As they stepped out onto Thirty-fourth Street, Meg stopped and pulled on Bo’s arm. “Tell
me who you were seeing,” she demanded.
He looked away into the afternoon mist. The street was crowded with the early shift of homeward-bound commuters.
“Oh, God.” Meg brought her hands to her mouth, suddenly understanding his silence. “You’re going back to Warfield.”
He had wanted to have her alone when he broke the news so he could deal with her reaction privately, not here in the street with hundreds of people rushing past. “It’ll be fine. We’ll be fine.”
She shook her head. “I know this is such a difficult day, with your father’s death, and I’m sorry to be this way, but you know how I feel.”
“I’m needed at Warfield now that Dad is gone.”
“Your father didn’t want you to go back. He knew what it could do to you.”
“He changed his mind, Meg. He told me just before he died that I had to go back to Warfield.” Bo hesitated. “He said some very nice things about you too.”
“What?” she asked, surprised.
“He told me to never let you go, but then I already knew that.”
Meg put a hand over her heart. “That’s nice,” she said softly.
“I’ve got to go back to Warfield, Meg. I have to.”
She looked away. She knew how much he had missed the wheeling and dealing over the last year. She knew how it had killed him to sit in Montana, so far from the action. “I worry about you, Bo. As much as Montana was the middle of nowhere, I had you mostly to myself.”
“It’s going to be different this time,” he vowed, taking her in his arms. “I promise.”

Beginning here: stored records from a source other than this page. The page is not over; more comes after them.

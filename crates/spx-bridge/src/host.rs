use std::collections::{BTreeMap, HashMap};
use std::sync::atomic::{AtomicU64, Ordering};
use std::sync::{Arc, Mutex, MutexGuard, Weak};
use std::time::Duration;

use futures_util::future::join_all;
use serde_json::Value;
use spx_protocol::{decode_event, CallId, Envelope, Message, ModuleState, WorkerCommand, WorkerEvent};
use tokio::sync::{broadcast, mpsc, oneshot, watch};
use tokio::task::JoinHandle;

use crate::timeouts::bounded;
use crate::{BridgeError, WorkerPort};

pub type Result<T> = std::result::Result<T, BridgeError>;

#[derive(Debug, Clone, PartialEq, Eq)]
pub struct BridgeConfig {
    /// Measured from the moment a call is posted to its worker. `None` waits forever.
    pub call_timeout: Option<Duration>,
    /// How long a call may wait for its worker's module to become ready.
    pub ready_timeout: Option<Duration>,
    /// Buffered uncorrelated events per subscriber.
    pub event_capacity: usize,
}

impl Default for BridgeConfig {
    fn default() -> Self {
        Self {
            call_timeout: Some(Duration::from_secs(10)),
            ready_timeout: Some(Duration::from_secs(30)),
            event_capacity: 256,
        }
    }
}

/// Snapshot of one attached worker.
#[derive(Debug, Clone, PartialEq, Eq)]
pub struct WorkerInfo {
    pub index: usize,
    pub state: ModuleState,
    pub functions: Vec<String>,
    pub running: bool,
}

/// Outcome of posting one message to many workers.
#[derive(Debug, Clone, Copy, Default, PartialEq, Eq)]
pub struct BroadcastReport {
    pub success: usize,
    pub failure: usize,
    pub total: usize,
}

/// An event that did not answer a pending call.
#[derive(Debug, Clone, PartialEq)]
pub struct WorkerNotice {
    pub index: usize,
    pub event: WorkerEvent,
}

struct WorkerRecord {
    port: Arc<dyn WorkerPort>,
    state: watch::Sender<ModuleState>,
    functions: Vec<String>,
    running: bool,
    pump: Option<JoinHandle<()>>,
}

impl WorkerRecord {
    fn state(&self) -> ModuleState {
        *self.state.borrow()
    }

    fn set_state(&self, state: ModuleState) {
        self.state.send_replace(state);
    }
}

struct PendingCall {
    worker: usize,
    reply: oneshot::Sender<Result<WorkerEvent>>,
}

#[derive(Default)]
struct BridgeState {
    destroyed: bool,
    next_index: usize,
    workers: BTreeMap<usize, WorkerRecord>,
    pending: HashMap<CallId, PendingCall>,
}

impl BridgeState {
    fn reject_worker_calls(&mut self, index: usize, mut error: impl FnMut() -> BridgeError) {
        let ids: Vec<CallId> = self
            .pending
            .iter()
            .filter(|(_, call)| call.worker == index)
            .map(|(id, _)| *id)
            .collect();
        for id in ids {
            if let Some(call) = self.pending.remove(&id) {
                let _ = call.reply.send(Err(error()));
            }
        }
    }
}

struct Shared {
    config: BridgeConfig,
    next_call_id: AtomicU64,
    state: Mutex<BridgeState>,
    notices: broadcast::Sender<WorkerNotice>,
}

/// Host-side view of every worker: readiness, advertised functions and in-flight calls.
///
/// Cloning yields another handle to the same bridge.
#[derive(Clone)]
pub struct WorkerBridge {
    shared: Arc<Shared>,
}

impl std::fmt::Debug for WorkerBridge {
    fn fmt(&self, f: &mut std::fmt::Formatter<'_>) -> std::fmt::Result {
        let state = self.lock();
        f.debug_struct("WorkerBridge")
            .field("destroyed", &state.destroyed)
            .field("workers", &state.workers.len())
            .field("pending", &state.pending.len())
            .finish()
    }
}

impl Default for WorkerBridge {
    fn default() -> Self {
        Self::new(BridgeConfig::default())
    }
}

“You can’t promise. There’s so much pressure, billions of dollars, people screaming at you to make decisions every second. It will drive you to an early grave.”
“You have to understand that things have changed at Warfield,” he said quietly. “It’s imperative that I return to the firm.”
“For whose sake?”
“What do you mean?”
“Imperative for Warfield, or for you? You’ve missed Warfield this past year more than you’ve ever missed me.” She pressed against him, instantly ruing the remark. “I’m sorry. That was an awful thing to say and I didn’t mean it. I know that isn’t really true. I’m just scared.” She caressed his cheek. “I love you so much.”